# when to rack wine from primary fermentation



## flapjack1439 (Dec 21, 2014)

I started an Eclipse Stag Leap Merlot kit Last Sunday. It took a couple days before it started fermenting. Currently, 7 days later, it is bubbling away really well. The instructions say to rack after 7 days. 

Even if the sg gets below 1.010, should I leave it until fermentation slows down?
The current sg is 1.009


----------



## sour_grapes (Dec 21, 2014)

The short answer: It really won't matter too much, one way or 'tother. Do as you please! It will come out just fine, either way.


----------



## heatherd (Dec 21, 2014)

Best bet is to follow the specific gravity in the instructions, as the days are more of a guideline.

When you rack the wine, you'll be leaving behind the gross lees and some of the yeast, so it is best to be sure that fermentation is close to done.

If you leave it in the primary to ferment to dry, and then rack, that is okay too.

Heather


----------



## Putterrr (Dec 22, 2014)

If you rack at that SG, keep an eye on it for a few hours/half a day after racking.
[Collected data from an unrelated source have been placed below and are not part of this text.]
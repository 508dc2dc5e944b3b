//! Filter match semantics shared by the bundled stores.
//!
//! The parser hands every filter value over as a string while cells may
//! hold any scalar, so scalars compare by their string form (`"25"`
//! matches the number `25`). Array values match when any element does.
//! Nested maps are parser structure, not predicates, and never match a
//! scalar cell.

use serde_json::Value;

use super::Document;
use crate::query::Filter;

/// True when every filter entry matches the corresponding column.
pub fn matches_filter(doc: &Document, filter: &Filter) -> bool {
    filter.iter().all(|(column, expected)| {
        let cell = doc.get(column).unwrap_or(&Value::Null);
        matches_value(cell, expected)
    })
}

fn matches_value(cell: &Value, expected: &Value) -> bool {
    match expected {
        Value::Array(options) => options.iter().any(|option| matches_value(cell, option)),
        Value::Object(_) => false,
        scalar => scalar_eq(cell, scalar),
    }
}

fn scalar_eq(cell: &Value, expected: &Value) -> bool {
    if cell == expected {
        return true;
    }
    match (scalar_text(cell), scalar_text(expected)) {
        (Some(a), Some(b)) => a == b,
        _ => false,
    }
}

fn scalar_text(value: &Value) -> Option<String> {
    match value {
        Value::String(text) => Some(text.clone()),
        Value::Number(number) => Some(number.to_string()),
        Value::Bool(flag) => Some(flag.to_string()),
        _ => None,
    }
}
//! Read-result shaping.

use serde_json::Value;

use crate::store::Document;

/// Drop rows whose every value is null or the empty string.
///
/// Sheet reads come back padded with blank trailing rows; hiding them is
/// a read-side concern only. Insert/update/remove results are returned
/// as-is, since a legitimately all-empty row must stay visible to the
/// caller.
pub fn drop_empty_rows(docs: Vec<Document>) -> Vec<Document> {
    docs.into_iter().filter(|doc| !is_empty_row(doc)).collect()
}

fn is_empty_row(doc: &Document) -> bool {
    doc.values().all(|value| match value {
        Value::Null => true,
        Value::String(text) => text.is_empty(),
        _ => false,
    })
}
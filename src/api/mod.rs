//! HTTP translation layer: dispatcher, result shaping, error
//! normalization.

mod errors;
mod response;
mod server;

pub use errors::{ApiError, ApiResult};
pub use response::drop_empty_rows;
pub use server::ApiServer;
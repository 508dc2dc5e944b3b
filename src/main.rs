//! sheetserve server entry point.

use std::path::PathBuf;
use std::sync::Arc;

use clap::Parser;

use sheetserve::api::ApiServer;
use sheetserve::config::{RuntimeEnv, ServerConfig};
use sheetserve::credentials::EnvCredentialsResolver;
use sheetserve::store::SheetsStoreFactory;

/// Expose a spreadsheet document as a REST resource
#[derive(Parser, Debug)]
#[command(name = "sheetserve")]
#[command(version, about, long_about = None)]
struct Args {
    /// Host to bind to
    #[arg(long, default_value = "0.0.0.0")]
    host: String,

    /// Port to bind to
    #[arg(long, default_value_t = 8080)]
    port: u16,

    /// Allowed CORS origin (repeatable; permissive when omitted)
    #[arg(long = "cors-origin")]
    cors_origins: Vec<String>,

    /// Directory holding a locally placed key file (defaults to the
    /// working directory)
    #[arg(long)]
    project_root: Option<PathBuf>,
}

#[tokio::main]
async fn main() {
    env_logger::init();
    let args = Args::parse();

    let config = ServerConfig {
        host: args.host,
        port: args.port,
        cors_origins: args.cors_origins,
    };
    let env = RuntimeEnv::from_env();
    let resolver = match args.project_root {
        Some(root) => {
            EnvCredentialsResolver::new(&env, root, std::env::temp_dir().join("sheetserve"))
        }
        None => EnvCredentialsResolver::from_runtime(&env),
    };
    let factory = SheetsStoreFactory::new(Arc::new(resolver));

    if let Err(err) = ApiServer::new(factory, config).start().await {
        eprintln!("{err}");
        std::process::exit(1);
    }
}
//! Credential resolution for the backing store.

mod resolver;

pub use resolver::{CredentialsProvider, EnvCredentialsResolver, KEY_FILE_NAME};
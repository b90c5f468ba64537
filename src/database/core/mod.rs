//! Core database infrastructure
//!
//! This module provides the foundational database components used by check-db:
//! - `DatabaseConn`: read-only SQLite connection wrapper
//! - `ColumnValue`: a single projected value, one per SQLite storage class

mod connection;

pub use connection::{quote_identifier, ColumnValue, DatabaseConn};
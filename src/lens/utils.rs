//! Common utility functions for lens modules

use serde::{Deserialize, Serialize};
use std::fmt;
use std::str::FromStr;

/// Unified output format for lens commands
#[derive(Debug, Clone, Copy, Default, PartialEq, Eq, Serialize, Deserialize)]
#[serde(rename_all = "kebab-case")]
pub enum OutputFormat {
    /// Header line followed by one raw value per line (default)
    #[default]
    Plain,
    /// Pretty table with borders
    Table,
    /// Markdown table format
    Markdown,
    /// Compact JSON (single line per object)
    Json,
    /// Pretty-printed JSON with indentation
    JsonPretty,
    /// JSON Lines format (one JSON value per line, for streaming)
    JsonLine,
}

impl OutputFormat {
    /// Get a list of all format names for help text
    pub fn all_names() -> &'static [&'static str] {
        &[
            "plain",
            "table",
            "markdown",
            "json",
            "json-pretty",
            "json-line",
        ]
    }
}

impl fmt::Display for OutputFormat {
    fn fmt(&self, f: &mut fmt::Formatter<'_>) -> fmt::Result {
        match self {
            Self::Plain => write!(f, "plain"),
            Self::Table => write!(f, "table"),
            Self::Markdown => write!(f, "markdown"),
            Self::Json => write!(f, "json"),
            Self::JsonPretty => write!(f, "json-pretty"),
            Self::JsonLine => write!(f, "json-line"),
        }
    }
}

impl FromStr for OutputFormat {
    type Err = String;

    fn from_str(s: &str) -> Result<Self, Self::Err> {
        match s.to_lowercase().as_str() {
            "plain" | "text" | "raw" => Ok(Self::Plain),
            "table" | "pretty" => Ok(Self::Table),
            "markdown" | "md" => Ok(Self::Markdown),
            "json" => Ok(Self::Json),
            "json-pretty" | "jsonpretty" => Ok(Self::JsonPretty),
            "json-line" | "jsonline" | "jsonl" | "ndjson" => Ok(Self::JsonLine),
            _ => Err(format!(
                "Unknown output format '{}'. Valid formats: {}",
                s,
                Self::all_names().join(", ")
            )),
        }
    }
}

#[cfg(test)]
mod tests {
    use super::*;

    #[test]
    fn test_output_format_default() {
        assert_eq!(OutputFormat::default(), OutputFormat::Plain);
    }

    #[test]
    fn test_output_format_from_str() {
        assert_eq!(
            OutputFormat::from_str("plain").unwrap(),
            OutputFormat::Plain
        );
        assert_eq!(OutputFormat::from_str("TEXT").unwrap(), OutputFormat::Plain);
        assert_eq!(
            OutputFormat::from_str("table").unwrap(),
            OutputFormat::Table
        );
        assert_eq!(
            OutputFormat::from_str("pretty").unwrap(),
            OutputFormat::Table
        );
        assert_eq!(
            OutputFormat::from_str("md").unwrap(),
            OutputFormat::Markdown
        );
        assert_eq!(OutputFormat::from_str("json").unwrap(), OutputFormat::Json);
        assert_eq!(
            OutputFormat::from_str("json-pretty").unwrap(),
            OutputFormat::JsonPretty
        );
        assert_eq!(
            OutputFormat::from_str("ndjson").unwrap(),
            OutputFormat::JsonLine
        );
        assert!(OutputFormat::from_str("psv").is_err());
    }

    #[test]
    fn test_output_format_display_round_trips_names() {
        for name in OutputFormat::all_names() {
            let format = OutputFormat::from_str(name).unwrap();
            assert_eq!(format.to_string(), *name);
        }
    }
}
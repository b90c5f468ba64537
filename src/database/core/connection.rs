//! Database connection management
//!
//! This module provides the read-only connection wrapper used by the inspection lens.

use anyhow::{anyhow, Result};
use rusqlite::types::ValueRef;
use rusqlite::{Connection, OpenFlags};
use serde::{Deserialize, Serialize};
use std::fmt;
use std::path::Path;
use tracing::debug;

/// A single value projected out of a table column
///
/// Variants mirror SQLite's storage classes.
#[derive(Debug, Clone, PartialEq, Serialize, Deserialize)]
#[serde(untagged)]
pub enum ColumnValue {
    Null,
    Integer(i64),
    Real(f64),
    Text(String),
    Blob(Vec<u8>),
}

impl TryFrom<ValueRef<'_>> for ColumnValue {
    type Error = anyhow::Error;

    fn try_from(value: ValueRef<'_>) -> Result<Self> {
        Ok(match value {
            ValueRef::Null => ColumnValue::Null,
            ValueRef::Integer(i) => ColumnValue::Integer(i),
            ValueRef::Real(f) => ColumnValue::Real(f),
            ValueRef::Text(s) => ColumnValue::Text(
                std::str::from_utf8(s)
                    .map_err(|e| anyhow!("Could not decode TEXT value as UTF-8: {}", e))?
                    .to_string(),
            ),
            ValueRef::Blob(b) => ColumnValue::Blob(b.to_vec()),
        })
    }
}

impl fmt::Display for ColumnValue {
    /// Raw rendering of the stored value, no quoting or padding.
    fn fmt(&self, f: &mut fmt::Formatter<'_>) -> fmt::Result {
        match self {
            ColumnValue::Null => write!(f, "None"),
            ColumnValue::Integer(i) => write!(f, "{}", i),
            ColumnValue::Real(r) => write!(f, "{}", format_real(*r)),
            ColumnValue::Text(s) => write!(f, "{}", s),
            ColumnValue::Blob(b) => match std::str::from_utf8(b) {
                Ok(s) => write!(f, "{}", s),
                Err(_) => b.iter().try_for_each(|byte| write!(f, "{:02x}", byte)),
            },
        }
    }
}

/// Format a REAL with the shortest digits that round-trip
///
/// Decimal exponents in `-4..16` print positionally and always keep a
/// fractional part (`3.0`); anything else prints in scientific notation with a
/// signed, two-digit minimum exponent (`1e-07`, `1.5e+20`).
fn format_real(r: f64) -> String {
    if r.is_nan() {
        return "nan".to_string();
    }
    if r.is_infinite() {
        return if r > 0.0 { "inf" } else { "-inf" }.to_string();
    }

    // `{:e}` yields the shortest round-trip mantissa, e.g. "-1.25e-7"
    let sci = format!("{:e}", r);
    let (mantissa, exp) = match sci.split_once('e') {
        Some((m, e)) => (m, e.parse::<i32>().unwrap_or(0)),
        None => (sci.as_str(), 0),
    };
    let (sign, mantissa) = match mantissa.strip_prefix('-') {
        Some(m) => ("-", m),
        None => ("", mantissa),
    };

    if !(-4..16).contains(&exp) {
        let exp_sign = if exp < 0 { '-' } else { '+' };
        return format!("{}{}e{}{:02}", sign, mantissa, exp_sign, exp.abs());
    }

    let digits: String = mantissa.chars().filter(|c| *c != '.').collect();
    if exp < 0 {
        let zeros = "0".repeat((-exp - 1) as usize);
        return format!("{}0.{}{}", sign, zeros, digits);
    }

    let int_len = exp as usize + 1;
    if digits.len() <= int_len {
        let zeros = "0".repeat(int_len - digits.len());
        format!("{}{}{}.0", sign, digits, zeros)
    } else {
        format!("{}{}.{}", sign, &digits[..int_len], &digits[int_len..])
    }
}

/// Quote an SQL identifier (table or column name)
///
/// Embedded double quotes are doubled, so any name found in the catalog
/// can be used safely in a statement.
pub fn quote_identifier(name: &str) -> String {
    format!("\"{}\"", name.replace('"', "\"\""))
}

/// Core database connection wrapper
///
/// `DatabaseConn` owns the SQLite handle for its whole lifetime. The handle is
/// released when the wrapper is dropped, or explicitly through [`DatabaseConn::close`].
pub struct DatabaseConn {
    conn: Connection,
}

impl DatabaseConn {
    /// Open an existing database file read-only
    ///
    /// The file is never created: a missing path is an error.
    pub fn open_read_only(path: &str) -> Result<Self> {
        if !Path::new(path).is_file() {
            return Err(anyhow!(
                "Failed to open database at '{}': no such file",
                path
            ));
        }

        let flags = OpenFlags::SQLITE_OPEN_READ_ONLY | OpenFlags::SQLITE_OPEN_NO_MUTEX;
        let conn = Connection::open_with_flags(path, flags)
            .map_err(|e| anyhow!("Failed to open database at '{}': {}", path, e))?;

        debug!(path = %path, "opened database read-only");
        Ok(DatabaseConn { conn })
    }

    /// Create an in-memory database seeded by `sql`, for fixtures
    #[cfg(test)]
    pub(crate) fn open_in_memory_with(sql: &str) -> Result<Self> {
        let conn = Connection::open_in_memory()
            .map_err(|e| anyhow!("Failed to create in-memory database: {}", e))?;
        conn.execute_batch(sql)
            .map_err(|e| anyhow!("Failed to seed in-memory database: {}", e))?;
        Ok(DatabaseConn { conn })
    }

    /// Check if a table exists in the database
    pub fn table_exists(&self, table_name: &str) -> Result<bool> {
        let count: i32 = self
            .conn
            .query_row(
                "SELECT COUNT(*) FROM sqlite_master WHERE type='table' AND name=?1",
                [table_name],
                |row| row.get(0),
            )
            .map_err(|e| anyhow!("Failed to check table existence: {}", e))?;
        Ok(count > 0)
    }

    /// List the names of all tables in the catalog
    pub fn table_names(&self) -> Result<Vec<String>> {
        let mut stmt = self
            .conn
            .prepare("SELECT name FROM sqlite_master WHERE type='table' ORDER BY name")
            .map_err(|e| anyhow!("Failed to read catalog: {}", e))?;

        let names = stmt
            .query_map([], |row| row.get::<_, String>(0))
            .map_err(|e| anyhow!("Failed to read catalog: {}", e))?
            .collect::<rusqlite::Result<Vec<_>>>()
            .map_err(|e| anyhow!("Failed to read catalog row: {}", e))?;
        Ok(names)
    }

    /// Fetch every value of one column, in the order the engine returns them
    pub fn column_values(&self, table_name: &str, column: &str) -> Result<Vec<ColumnValue>> {
        let query = format!(
            "SELECT {} FROM {}",
            quote_identifier(column),
            quote_identifier(table_name)
        );
        let mut stmt = self.conn.prepare(&query).map_err(|e| {
            anyhow!(
                "Failed to query column '{}' of table '{}': {}",
                column,
                table_name,
                e
            )
        })?;

        let mut rows = stmt
            .query([])
            .map_err(|e| anyhow!("Failed to query table '{}': {}", table_name, e))?;

        let mut values = Vec::new();
        while let Some(row) = rows
            .next()
            .map_err(|e| anyhow!("Failed to read row from '{}': {}", table_name, e))?
        {
            let value = row
                .get_ref(0)
                .map_err(|e| anyhow!("Failed to read value from '{}': {}", table_name, e))?;
            let value = ColumnValue::try_from(value).map_err(|e| {
                anyhow!("Failed to read value from '{}': {}", table_name, e)
            })?;
            values.push(value);
        }
        Ok(values)
    }

    /// Close the connection, reporting any error SQLite raises while doing so
    pub fn close(self) -> Result<()> {
        self.conn
            .close()
            .map_err(|(_, e)| anyhow!("Failed to close database: {}", e))
    }
}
Some kits have a tendency to foam up which can cause the dreaded wine volcano as the foam makes its way into the airlock. If this happens cool the carboy down for a few days till most of the vigorous fermentation is done.

cheers


----------



## DoctorCAD (Dec 22, 2014)

Rack everything that fits through your tubing, no worries about stalling and not much topping off later.

Kits dont really have "gross lees" to impart off flavors.


----------



## MichaelCfffg (Dec 28, 2014)

Putterrr said:


> If you rack at that SG, keep an eye on it for a few hours/half a day after racking. Some kits have a tendency to foam up which can cause the dreaded wine volcano as the foam makes its way into the airlock. If this happens cool the carboy down for a few days till most of the vigorous fermentation is done.
> 
> cheers



I'm glad you mentioned that. I just racked 5 gal. of Elderberry wine must from a primary pail to a secondary carboy, and think I was headed towards that volcano. It was barely bubbling, but when I put just a little heat on it, it really started taking off. After reading your post I took the heat back off, at least for overnight, and I'll see what it's doing in the morning. It's in a 65 deg. room, and the yeast balked at first in the primary, but I was able to get it going and finish the primary by bringing it up to 78-79 deg. using a little thermostat controlled ceramic heater from a distance. After doing the racking, I turned the thermostat down a tad, and put the heat back on the carboy, aiming for 70-75 deg., but the yeast is still too active for a while I guess. I was supposed to rack it to secondary at a SG of 1.030, but was too busy at the time and it had to work a couple more days, and I ended up racking it at a SG of 1.000 instead. From what I'm reading here, that shouldn't hurt anything. This is the first wine I've made in probably 30 yrs., so I'm having to learn how to do it all over again.


----------



## Putterrr (Dec 28, 2014)

You should be fine. I rack at 1.000 all the time with no issues. Some kits will still foam up at that SG as CO2 is released. It is especially bad if you add oak chips after racking. Lots of surfaces to form bubbles on.

cheers


----------



## GaDawg (Dec 28, 2014)

For Eclipse Merlot and Cabernet Sauvignon kits the instructions have you add the oak cubes when you clear the wine. IMHO one should not add the oak cubes at this time. I plan to add the oak cubes at the final racking so they can sit in the wine until I think it has enough oak.


----------



## Dhaynes (Dec 31, 2014)

Here is a quote from Tim Vandergrift who wrote the Winexpert instructions about time verses SG. 

"when offered a choice of a time or a gravity reading, always do the thing that takes longer (i.e., if your instructions say, 'after 5-7 days the sg should be below 1.010. When it is, rack the wine to the carboy', if the gravity is 1.010 after only two days, wait until the 5th day. If it's above 1.010 after 5 days, wait until it drops.)"


Sent from my iPad using Wine Making


----------



## MichaelCfffg (Jan 1, 2015)

Dhaynes said:


> "when offered a choice of a time or a gravity reading, always do the thing that takes longer (i.e., if your instructions say, 'after 5-7 days the sg should be below 1.010. When it is, rack the wine to the carboy', if the gravity is 1.010 after only two days, wait until the 5th day. If it's above 1.010 after 5 days, wait until it drops.)"



That sounds like a pretty good and logical rule of thumb to go by. Thanks a lot for posting it!


----------